Lo único que recordaba era la conversación con el chófer del Jaguar verde. A lo mejor podía preguntarle al conserje de quién era ese coche.

Se examinó los pantalones, se enderezó y se palpó los huesos. Estaba entero, salvo por la brecha de la cabeza. Echó a andar hacia Vista Mar, llamó a la puerta del conserje y le pidió un vaso de agua, tres aspirinas y un poco de hielo.

Por él supo que el coche era del doctor Schönbach, el cirujano plástico, que desde hacía un tiempo atendía en el centro de belleza todos los martes por la tarde. Costa le preguntó si le había llamado la atención algo en las últimas dos horas, pero Balbino le dijo que no. ¿Acaso no quería el cirujano curiosos por allí? El Surfista, mientras tanto, no sólo había descubierto que el centro de belleza y la residencia de Vista Mar pertenecían a Schönbach, sino que también el tío de Costa, El Cubano, y el poderoso Carlos Matares habían participado en el proyecto de construcción.

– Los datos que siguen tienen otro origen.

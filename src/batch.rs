//! Version-gated JSON-RPC batch handling
//!
//! Batches were removed from MCP in protocol version 2025-06-18. A
//! [`BatchProcessor`] tracks the negotiated version and either fans a batch
//! out to a per-message handler or rejects it as a whole.

use std::future::Future;

use serde_json::Value;

use crate::error::{Error, JsonRpcError, Result};
use crate::protocol::{RequestId, error_value, supports_batching};

/// Applies a handler to single messages and, when allowed, to batches.
#[derive(Debug, Clone)]
pub struct BatchProcessor {
    protocol_version: Option<String>,
    batching_enabled: bool,
}

impl Default for BatchProcessor {
    fn default() -> Self {
        Self::new(None)
    }
}

impl BatchProcessor {
    pub fn new(protocol_version: Option<String>) -> Self {
        let batching_enabled = supports_batching(protocol_version.as_deref());
        Self {
            protocol_version,
            batching_enabled,
        }
    }

    /// Record the negotiated version and recompute whether batching is allowed.
    pub fn set_protocol_version(&mut self, version: Option<String>) {
        self.batching_enabled = supports_batching(version.as_deref());
        tracing::debug!(
            version = ?version,
            batching = self.batching_enabled,
            "Batch processor version updated"
        );
        self.protocol_version = version;
    }

    pub fn protocol_version(&self) -> Option<&str> {
        self.protocol_version.as_deref()
    }

    pub fn batching_enabled(&self) -> bool {
        self.batching_enabled
    }

    /// Whether `payload` can be processed under the current version.
    pub fn can_process_batch(&self, payload: &Value) -> bool {
        !payload.is_array() || self.batching_enabled
    }

    /// Process a single message or a batch.
    ///
    /// For a single message the handler's outcome is returned as is. For a
    /// batch the handler runs once per element; `None` outcomes
    /// (notifications) leave no slot, and a failing element becomes an
    /// internal-error slot without affecting its siblings. An all-notification
    /// batch yields `Ok(None)`.
    pub async fn process<F, Fut>(&self, payload: Value, handler: F) -> Result<Option<Value>>
    where
        F: Fn(Value) -> Fut,
        Fut: Future<Output = Result<Option<Value>>>,
    {
        let items = match payload {
            Value::Array(items) => items,
            single => return handler(single).await,
        };

        if items.is_empty() {
            return Ok(Some(error_value(
                None,
                &JsonRpcError::invalid_request("Empty batch request"),
            )));
        }

        if !self.batching_enabled {
            let protocol_version = self.protocol_version.clone().unwrap_or_default();
            tracing::warn!(
                version = %protocol_version,
                size = items.len(),
                "Rejecting batch for protocol version without batching"
            );
            let error = Error::BatchRejected { protocol_version }.to_jsonrpc();
            let first_id = items.iter().find_map(discover_id);
            return Ok(Some(error_value(first_id.as_ref(), &error)));
        }

        let slots = futures::future::join_all(items.into_iter().map(|item| {
            let id = discover_id(&item);
            let fut = handler(item);
            async move {
                match fut.await {
                    Ok(outcome) => outcome,
                    Err(e) => {
                        tracing::warn!(id = ?id, error = %e, "Batch element failed");
                        Some(error_value(
                            id.as_ref(),
                            &JsonRpcError::internal_error(e.to_string()),
                        ))
                    }
                }
            }
        }))
        .await;

        let responses: Vec<Value> = slots.into_iter().flatten().collect();
        if responses.is_empty() {
            Ok(None)
        } else {
            Ok(Some(Value::Array(responses)))
        }
    }
}

/// Best-effort id of a raw batch element, even when it is otherwise malformed.
fn discover_id(item: &Value) -> Option<RequestId> {
    item.get("id")
        .filter(|id| !id.is_null())
        .and_then(|id| serde_json::from_value(id.clone()).ok())
}

#[cfg(test)]
mod tests {
    use super::*;
    use crate::protocol::JsonRpcMessage;
    use serde_json::json;

    async fn echo_handler(item: Value) -> Result<Option<Value>> {
        let msg = JsonRpcMessage::from_value(item)?;
        match msg.id {
            Some(id) => Ok(Some(
                JsonRpcMessage::response(id, msg.params.unwrap_or(json!({}))).to_value()?,
            )),
            None => Ok(None),
        }
    }

    #[test]
    fn test_batch_gating_by_version() {
        let batch = json!([{"jsonrpc": "2.0", "id": 1, "method": "ping"}]);
        let single = json!({"jsonrpc": "2.0", "id": 1, "method": "ping"});

        let old = BatchProcessor::new(Some("2025-03-26".to_string()));
        assert!(old.can_process_batch(&batch));
        assert!(old.can_process_batch(&single));

        let new = BatchProcessor::new(Some("2025-06-18".to_string()));
        assert!(!new.can_process_batch(&batch));
        assert!(new.can_process_batch(&single));

        let unknown = BatchProcessor::default();
        assert!(unknown.can_process_batch(&batch));
    }

    #[test]
    fn test_set_protocol_version_recomputes() {
        let mut processor = BatchProcessor::default();
        assert!(processor.batching_enabled());
        processor.set_protocol_version(Some("2025-06-18".to_string()));
        assert!(!processor.batching_enabled());
        processor.set_protocol_version(Some("2024-11-05".to_string()));
        assert!(processor.batching_enabled());
        assert_eq!(processor.protocol_version(), Some("2024-11-05"));
    }

    #[tokio::test]
    async fn test_single_message_passes_through() {
        let processor = BatchProcessor::new(Some("2025-06-18".to_string()));
        let out = processor
            .process(
                json!({"jsonrpc": "2.0", "id": 4, "method": "echo", "params": {"x": 1}}),
                echo_handler,
            )
            .await
            .unwrap()
            .unwrap();
        assert_eq!(out["id"], 4);
        assert_eq!(out["result"]["x"], 1);
    }

    #[tokio::test]
    async fn test_batch_elements_are_independent() {
        let processor = BatchProcessor::new(Some("2025-03-26".to_string()));
        let payload = json!([
            {"jsonrpc": "2.0", "id": 1, "method": "echo", "params": {"ok": true}},
            {"jsonrpc": "2.0", "id": 2, "bogus": true}
        ]);

        let out = processor.process(payload, echo_handler).await.unwrap().unwrap();
        let slots = out.as_array().unwrap();
        assert_eq!(slots.len(), 2);
        assert_eq!(slots[0]["result"]["ok"], true);
        assert_eq!(slots[1]["id"], 2);
        assert_eq!(slots[1]["error"]["code"], -32603);
    }

    #[tokio::test]
    async fn test_rejected_batch_addressed_to_first_id() {
        let processor = BatchProcessor::new(Some("2025-06-18".to_string()));
        let payload = json!([
            {"jsonrpc": "2.0", "method": "notifications/progress"},
            {"jsonrpc": "2.0", "id": "abc", "method": "ping"}
        ]);

        let out = processor.process(payload, echo_handler).await.unwrap().unwrap();
        assert_eq!(out["id"], "abc");
        assert_eq!(out["error"]["code"], -32600);
        assert_eq!(out["error"]["data"]["protocolVersion"], "2025-06-18");

        let anonymous = processor
            .process(json!([{"jsonrpc": "2.0", "method": "x"}]), echo_handler)
            .await
            .unwrap()
            .unwrap();
        assert!(anonymous["id"].is_null());
    }

    #[tokio::test]
    async fn test_all_notification_batch_yields_nothing() {
        let processor = BatchProcessor::default();
        let payload = json!([
            {"jsonrpc": "2.0", "method": "notifications/initialized"},
            {"jsonrpc": "2.0", "method": "notifications/progress"}
        ]);
        assert!(processor.process(payload, echo_handler).await.unwrap().is_none());
    }

    #[tokio::test]
    async fn test_empty_batch_is_invalid_request() {
        let processor = BatchProcessor::default();
        let out = processor.process(json!([]), echo_handler).await.unwrap().unwrap();
        assert_eq!(out["error"]["code"], -32600);
        assert!(out["id"].is_null());
    }
}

A pesar de lo mucho que le dolía la cabeza, Costa se acercó al centro de belleza. La limusina Jaguar estaba en el aparcamiento del personal, pero no se veía al conductor por ninguna parte. ¿Hasta qué punto estaban relacionados Schönbach o ese ataque del que había sido objeto con el asesinato de Ingrid Scholl? ¿Acaso el cirujano no quería que se resolviera el crimen? ¿Querían desmoralizarlo y que no siguiera adelante con la investigación? Si ni Grone ni Franziska Haitinger eran los asesinos, ¿habría sido un desconocido? ¿Acaso el mismo que le había golpeado a él? ¿O es que querían que dejara de fijarse en Grone, porque sabía algo que no podía salir a la luz? ¿A lo mejor quien lo había contratado? Grone seguía sin querer un abogado, pero pronto se acabaría el plazo de prisión preventiva y tendrían que dejarlo en libertad, o repatriarlo a Alemania, en caso de que se hubiera presentado ya la solicitud de extradición. El fiscal leería primero el expediente del caso y el informe de cierre, desde luego, pero Grone podría apresurar el proceso con un abogado. En todo caso, ya sólo podía retenerlo por cuestiones de formalismos legales. Costa había apostado por el caballo equivocado y no tardaría mucho en tener que soportar los comentarios desdeñosos del comandante.

No se sentía únicamente miserable, sino también muy solo, y no dejaba de torturarse pensando que había sido un error marcharse de Hamburgo, donde había dejado un puesto fijo y también a sus hijos.

Hizo a un lado esos pensamientos. ¡En esos momentos no le hacía ningún bien darles vueltas en la cabeza!

Subió al coche y comprobó de quién había sido la última llamada. La pantalla le mostró un número de móvil alemán. Marcó y le contestó el hijo de Erika Brendel. Costa volvió a entristecerse por su muerte. Le hubiera gustado mucho ir a verla y charlar un poco con ella. Saber por qué había tramado esa visita sorpresa de Grone a Ingrid Scholl a lo mejor le hubiera ayudado a avanzar con las investigaciones. Allí había algo que no encajaba.